**Input:**

● ● ● ●

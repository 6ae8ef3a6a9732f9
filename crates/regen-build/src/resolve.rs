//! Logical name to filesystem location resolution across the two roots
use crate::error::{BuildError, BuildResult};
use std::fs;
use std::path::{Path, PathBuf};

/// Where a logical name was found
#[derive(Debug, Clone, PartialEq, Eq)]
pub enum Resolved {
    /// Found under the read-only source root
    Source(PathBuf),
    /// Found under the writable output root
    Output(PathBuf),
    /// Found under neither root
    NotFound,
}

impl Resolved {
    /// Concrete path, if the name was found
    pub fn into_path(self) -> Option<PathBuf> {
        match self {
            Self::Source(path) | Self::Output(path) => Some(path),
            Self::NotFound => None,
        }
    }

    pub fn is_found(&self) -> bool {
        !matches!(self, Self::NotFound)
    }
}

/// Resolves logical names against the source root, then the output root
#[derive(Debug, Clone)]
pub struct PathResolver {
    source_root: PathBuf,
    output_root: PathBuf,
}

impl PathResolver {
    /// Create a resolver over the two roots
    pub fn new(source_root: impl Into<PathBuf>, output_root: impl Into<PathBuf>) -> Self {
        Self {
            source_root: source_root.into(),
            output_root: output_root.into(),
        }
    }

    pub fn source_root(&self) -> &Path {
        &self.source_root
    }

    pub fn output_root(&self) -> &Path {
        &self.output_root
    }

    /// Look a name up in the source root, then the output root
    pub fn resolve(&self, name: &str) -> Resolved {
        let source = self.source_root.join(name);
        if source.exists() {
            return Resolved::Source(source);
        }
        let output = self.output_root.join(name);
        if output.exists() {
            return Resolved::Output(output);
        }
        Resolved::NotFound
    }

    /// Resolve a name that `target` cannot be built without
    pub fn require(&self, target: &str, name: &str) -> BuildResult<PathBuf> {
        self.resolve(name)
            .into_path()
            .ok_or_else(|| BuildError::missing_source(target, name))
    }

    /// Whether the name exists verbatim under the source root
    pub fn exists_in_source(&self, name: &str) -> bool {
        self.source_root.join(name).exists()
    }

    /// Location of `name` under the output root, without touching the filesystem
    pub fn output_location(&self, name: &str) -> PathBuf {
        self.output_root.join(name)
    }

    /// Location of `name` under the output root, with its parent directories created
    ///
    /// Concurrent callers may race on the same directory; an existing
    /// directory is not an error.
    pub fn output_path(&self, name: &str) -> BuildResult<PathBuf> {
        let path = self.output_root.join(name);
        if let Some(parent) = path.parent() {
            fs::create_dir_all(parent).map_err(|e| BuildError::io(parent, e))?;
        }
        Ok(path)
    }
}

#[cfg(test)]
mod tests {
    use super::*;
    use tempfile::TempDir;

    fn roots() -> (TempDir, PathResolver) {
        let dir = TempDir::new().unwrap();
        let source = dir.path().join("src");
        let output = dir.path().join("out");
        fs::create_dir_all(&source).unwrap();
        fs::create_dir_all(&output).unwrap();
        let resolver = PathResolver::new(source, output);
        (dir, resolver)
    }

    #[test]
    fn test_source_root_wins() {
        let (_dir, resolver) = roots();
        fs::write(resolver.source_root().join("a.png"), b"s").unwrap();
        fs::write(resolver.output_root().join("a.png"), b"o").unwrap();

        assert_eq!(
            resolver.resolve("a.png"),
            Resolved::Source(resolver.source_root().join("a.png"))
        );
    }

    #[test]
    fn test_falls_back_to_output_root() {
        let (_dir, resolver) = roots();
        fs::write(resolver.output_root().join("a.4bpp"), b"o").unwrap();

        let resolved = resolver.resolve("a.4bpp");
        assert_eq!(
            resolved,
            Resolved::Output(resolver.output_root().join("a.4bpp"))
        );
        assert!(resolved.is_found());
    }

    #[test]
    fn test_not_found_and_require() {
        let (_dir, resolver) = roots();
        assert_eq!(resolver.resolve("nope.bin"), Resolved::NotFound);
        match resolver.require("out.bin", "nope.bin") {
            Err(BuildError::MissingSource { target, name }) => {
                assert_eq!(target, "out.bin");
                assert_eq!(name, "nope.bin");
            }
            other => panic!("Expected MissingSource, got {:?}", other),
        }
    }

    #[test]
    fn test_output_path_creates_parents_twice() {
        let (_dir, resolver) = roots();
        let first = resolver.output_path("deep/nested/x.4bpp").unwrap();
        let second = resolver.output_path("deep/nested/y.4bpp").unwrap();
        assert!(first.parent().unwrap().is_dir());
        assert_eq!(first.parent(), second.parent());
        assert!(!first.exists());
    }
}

● ● ● ●

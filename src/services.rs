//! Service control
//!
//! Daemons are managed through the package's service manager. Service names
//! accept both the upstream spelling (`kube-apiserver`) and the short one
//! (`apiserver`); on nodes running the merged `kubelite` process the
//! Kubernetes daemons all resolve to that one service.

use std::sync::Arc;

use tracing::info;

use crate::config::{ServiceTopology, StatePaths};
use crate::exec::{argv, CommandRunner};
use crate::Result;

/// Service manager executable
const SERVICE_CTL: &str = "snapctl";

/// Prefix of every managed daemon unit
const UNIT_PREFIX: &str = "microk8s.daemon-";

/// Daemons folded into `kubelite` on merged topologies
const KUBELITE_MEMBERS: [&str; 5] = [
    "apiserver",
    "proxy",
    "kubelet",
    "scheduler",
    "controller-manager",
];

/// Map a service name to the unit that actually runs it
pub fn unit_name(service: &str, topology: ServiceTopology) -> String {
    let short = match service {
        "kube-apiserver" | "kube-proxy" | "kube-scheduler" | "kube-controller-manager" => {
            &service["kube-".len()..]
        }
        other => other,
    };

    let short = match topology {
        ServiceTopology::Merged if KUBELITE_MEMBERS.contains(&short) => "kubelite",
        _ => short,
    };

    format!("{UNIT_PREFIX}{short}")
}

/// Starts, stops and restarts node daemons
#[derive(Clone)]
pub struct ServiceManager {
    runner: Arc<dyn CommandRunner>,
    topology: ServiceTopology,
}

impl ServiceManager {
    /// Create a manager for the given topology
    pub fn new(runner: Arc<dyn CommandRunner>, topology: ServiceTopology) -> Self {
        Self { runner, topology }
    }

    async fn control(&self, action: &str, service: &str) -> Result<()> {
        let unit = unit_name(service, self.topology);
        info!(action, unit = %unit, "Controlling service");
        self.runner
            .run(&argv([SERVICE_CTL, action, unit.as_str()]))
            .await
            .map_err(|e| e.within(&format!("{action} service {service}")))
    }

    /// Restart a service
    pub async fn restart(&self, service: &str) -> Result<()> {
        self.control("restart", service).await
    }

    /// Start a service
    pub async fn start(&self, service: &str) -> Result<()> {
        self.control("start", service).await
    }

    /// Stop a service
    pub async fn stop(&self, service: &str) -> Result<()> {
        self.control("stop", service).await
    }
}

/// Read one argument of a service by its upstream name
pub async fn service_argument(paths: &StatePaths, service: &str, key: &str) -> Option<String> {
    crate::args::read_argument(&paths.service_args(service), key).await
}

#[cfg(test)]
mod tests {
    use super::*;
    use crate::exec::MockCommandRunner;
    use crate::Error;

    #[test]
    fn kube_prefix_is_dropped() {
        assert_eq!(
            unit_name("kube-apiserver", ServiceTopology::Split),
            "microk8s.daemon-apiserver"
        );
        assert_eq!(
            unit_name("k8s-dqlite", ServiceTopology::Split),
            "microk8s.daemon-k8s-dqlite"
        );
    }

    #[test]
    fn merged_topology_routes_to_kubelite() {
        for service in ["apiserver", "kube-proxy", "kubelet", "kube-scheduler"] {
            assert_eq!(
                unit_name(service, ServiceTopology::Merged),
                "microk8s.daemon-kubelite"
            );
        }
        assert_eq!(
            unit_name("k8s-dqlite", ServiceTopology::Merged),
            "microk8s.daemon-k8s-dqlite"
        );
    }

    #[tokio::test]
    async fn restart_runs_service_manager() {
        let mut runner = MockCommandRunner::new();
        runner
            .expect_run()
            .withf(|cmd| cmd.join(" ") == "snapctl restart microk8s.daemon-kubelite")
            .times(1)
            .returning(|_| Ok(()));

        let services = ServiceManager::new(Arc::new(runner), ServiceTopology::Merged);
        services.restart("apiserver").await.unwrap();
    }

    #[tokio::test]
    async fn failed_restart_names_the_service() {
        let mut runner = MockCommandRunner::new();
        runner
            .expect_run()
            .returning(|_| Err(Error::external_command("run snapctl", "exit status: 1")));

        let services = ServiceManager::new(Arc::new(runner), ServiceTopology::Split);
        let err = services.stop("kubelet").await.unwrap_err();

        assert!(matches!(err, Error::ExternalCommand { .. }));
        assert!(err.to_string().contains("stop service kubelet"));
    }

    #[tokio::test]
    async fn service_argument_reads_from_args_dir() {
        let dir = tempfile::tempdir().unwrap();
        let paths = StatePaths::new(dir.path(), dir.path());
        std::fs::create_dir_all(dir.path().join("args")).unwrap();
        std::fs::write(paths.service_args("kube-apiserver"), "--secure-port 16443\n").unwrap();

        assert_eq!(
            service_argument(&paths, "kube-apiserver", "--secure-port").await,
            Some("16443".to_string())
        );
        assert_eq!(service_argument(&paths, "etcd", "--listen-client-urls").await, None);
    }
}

● ● ● ●

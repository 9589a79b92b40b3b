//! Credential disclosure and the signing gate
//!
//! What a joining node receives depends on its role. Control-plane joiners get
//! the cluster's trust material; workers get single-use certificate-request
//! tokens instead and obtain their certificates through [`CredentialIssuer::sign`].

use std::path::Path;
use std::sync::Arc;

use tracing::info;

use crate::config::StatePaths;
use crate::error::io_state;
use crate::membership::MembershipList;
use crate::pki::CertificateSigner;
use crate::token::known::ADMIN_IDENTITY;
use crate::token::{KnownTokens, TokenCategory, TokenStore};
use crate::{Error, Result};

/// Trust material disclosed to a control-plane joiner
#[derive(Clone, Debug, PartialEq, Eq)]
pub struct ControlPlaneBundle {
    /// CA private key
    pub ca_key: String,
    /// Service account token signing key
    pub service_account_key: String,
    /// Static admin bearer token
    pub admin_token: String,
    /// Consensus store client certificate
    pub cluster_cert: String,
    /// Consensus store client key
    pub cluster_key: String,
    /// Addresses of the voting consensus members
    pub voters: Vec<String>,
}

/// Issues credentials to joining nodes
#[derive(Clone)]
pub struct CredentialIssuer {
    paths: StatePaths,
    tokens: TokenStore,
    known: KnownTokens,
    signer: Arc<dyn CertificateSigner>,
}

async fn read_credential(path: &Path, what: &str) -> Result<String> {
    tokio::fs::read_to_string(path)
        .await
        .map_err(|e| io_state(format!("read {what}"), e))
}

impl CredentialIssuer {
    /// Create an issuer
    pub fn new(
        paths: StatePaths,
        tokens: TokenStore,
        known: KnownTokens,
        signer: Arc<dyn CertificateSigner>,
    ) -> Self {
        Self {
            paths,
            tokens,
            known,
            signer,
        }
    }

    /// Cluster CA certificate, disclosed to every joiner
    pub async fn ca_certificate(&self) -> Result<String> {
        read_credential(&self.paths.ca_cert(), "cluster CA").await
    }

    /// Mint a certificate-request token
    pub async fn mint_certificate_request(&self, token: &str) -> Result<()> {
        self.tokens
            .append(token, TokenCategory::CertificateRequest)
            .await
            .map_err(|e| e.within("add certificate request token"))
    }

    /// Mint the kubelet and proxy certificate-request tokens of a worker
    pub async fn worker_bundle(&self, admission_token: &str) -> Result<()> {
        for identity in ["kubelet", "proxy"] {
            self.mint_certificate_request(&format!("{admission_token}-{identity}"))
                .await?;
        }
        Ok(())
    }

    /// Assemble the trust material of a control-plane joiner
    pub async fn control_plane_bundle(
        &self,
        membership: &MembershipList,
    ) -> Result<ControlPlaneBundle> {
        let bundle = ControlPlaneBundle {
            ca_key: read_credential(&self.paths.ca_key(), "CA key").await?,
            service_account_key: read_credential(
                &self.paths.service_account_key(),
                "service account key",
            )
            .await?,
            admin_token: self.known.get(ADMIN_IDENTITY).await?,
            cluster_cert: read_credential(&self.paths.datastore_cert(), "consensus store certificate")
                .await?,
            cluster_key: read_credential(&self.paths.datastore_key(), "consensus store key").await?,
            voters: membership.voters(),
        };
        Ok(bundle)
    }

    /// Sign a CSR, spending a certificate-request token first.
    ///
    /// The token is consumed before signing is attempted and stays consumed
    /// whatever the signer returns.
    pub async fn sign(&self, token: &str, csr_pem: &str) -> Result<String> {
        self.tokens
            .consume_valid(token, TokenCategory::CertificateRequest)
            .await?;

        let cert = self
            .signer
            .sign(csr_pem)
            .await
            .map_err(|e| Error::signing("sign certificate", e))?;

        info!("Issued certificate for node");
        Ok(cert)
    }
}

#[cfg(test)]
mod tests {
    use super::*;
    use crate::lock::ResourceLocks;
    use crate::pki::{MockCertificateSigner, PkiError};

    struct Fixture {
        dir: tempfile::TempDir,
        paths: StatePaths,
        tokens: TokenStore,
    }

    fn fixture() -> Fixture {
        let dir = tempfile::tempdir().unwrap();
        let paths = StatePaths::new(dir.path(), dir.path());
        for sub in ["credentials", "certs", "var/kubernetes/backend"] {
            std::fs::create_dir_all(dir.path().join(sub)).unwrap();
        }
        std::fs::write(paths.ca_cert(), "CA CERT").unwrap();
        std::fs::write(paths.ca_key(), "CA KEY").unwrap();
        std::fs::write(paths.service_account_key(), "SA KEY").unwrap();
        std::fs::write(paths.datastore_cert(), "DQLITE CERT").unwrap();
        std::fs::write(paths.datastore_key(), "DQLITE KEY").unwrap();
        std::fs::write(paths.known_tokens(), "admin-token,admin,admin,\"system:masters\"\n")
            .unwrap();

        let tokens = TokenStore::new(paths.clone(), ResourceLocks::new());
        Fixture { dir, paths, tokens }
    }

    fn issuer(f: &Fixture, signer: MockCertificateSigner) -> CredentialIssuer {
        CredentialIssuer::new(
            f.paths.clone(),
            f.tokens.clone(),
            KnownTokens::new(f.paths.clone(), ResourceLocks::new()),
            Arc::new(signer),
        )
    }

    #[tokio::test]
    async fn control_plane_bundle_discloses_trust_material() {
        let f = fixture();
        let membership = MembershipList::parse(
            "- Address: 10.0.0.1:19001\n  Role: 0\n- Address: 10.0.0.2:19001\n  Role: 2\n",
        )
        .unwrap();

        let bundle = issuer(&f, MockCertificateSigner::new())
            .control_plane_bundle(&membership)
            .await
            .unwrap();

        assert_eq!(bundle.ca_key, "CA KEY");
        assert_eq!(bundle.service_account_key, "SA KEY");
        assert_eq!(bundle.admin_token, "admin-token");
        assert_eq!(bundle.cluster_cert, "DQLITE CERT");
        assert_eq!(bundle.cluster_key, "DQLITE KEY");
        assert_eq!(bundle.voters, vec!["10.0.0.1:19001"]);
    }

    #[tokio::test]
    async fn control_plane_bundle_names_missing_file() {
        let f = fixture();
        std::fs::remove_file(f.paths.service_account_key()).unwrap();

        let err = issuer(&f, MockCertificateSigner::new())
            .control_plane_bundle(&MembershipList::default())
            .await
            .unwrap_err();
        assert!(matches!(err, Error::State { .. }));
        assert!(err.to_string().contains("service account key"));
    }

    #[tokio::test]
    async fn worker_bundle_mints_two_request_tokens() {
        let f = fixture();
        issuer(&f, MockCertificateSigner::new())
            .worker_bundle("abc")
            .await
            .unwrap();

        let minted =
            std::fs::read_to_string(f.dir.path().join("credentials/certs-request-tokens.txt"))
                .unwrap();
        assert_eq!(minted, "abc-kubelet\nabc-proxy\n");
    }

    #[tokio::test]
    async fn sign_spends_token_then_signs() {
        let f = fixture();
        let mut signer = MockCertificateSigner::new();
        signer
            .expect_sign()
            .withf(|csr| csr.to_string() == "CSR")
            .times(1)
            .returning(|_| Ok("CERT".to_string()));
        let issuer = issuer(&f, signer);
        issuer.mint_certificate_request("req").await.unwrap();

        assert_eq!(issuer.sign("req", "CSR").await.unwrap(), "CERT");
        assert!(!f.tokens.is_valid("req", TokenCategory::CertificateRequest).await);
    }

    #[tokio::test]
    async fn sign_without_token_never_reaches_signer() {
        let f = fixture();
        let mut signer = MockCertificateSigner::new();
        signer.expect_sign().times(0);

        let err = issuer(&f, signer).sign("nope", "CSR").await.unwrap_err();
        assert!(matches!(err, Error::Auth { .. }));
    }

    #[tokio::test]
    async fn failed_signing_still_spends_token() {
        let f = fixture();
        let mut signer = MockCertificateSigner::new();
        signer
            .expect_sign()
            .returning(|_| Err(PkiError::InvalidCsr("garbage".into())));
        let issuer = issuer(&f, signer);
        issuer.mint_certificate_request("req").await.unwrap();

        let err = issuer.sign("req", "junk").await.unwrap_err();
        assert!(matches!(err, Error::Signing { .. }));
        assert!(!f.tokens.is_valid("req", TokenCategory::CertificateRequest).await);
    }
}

● ● ● ●

**Exercise brief:** Count, in the records above, the lines that include "TokenCategory", and give the number with nothing added.

**Response to the exercise:** 5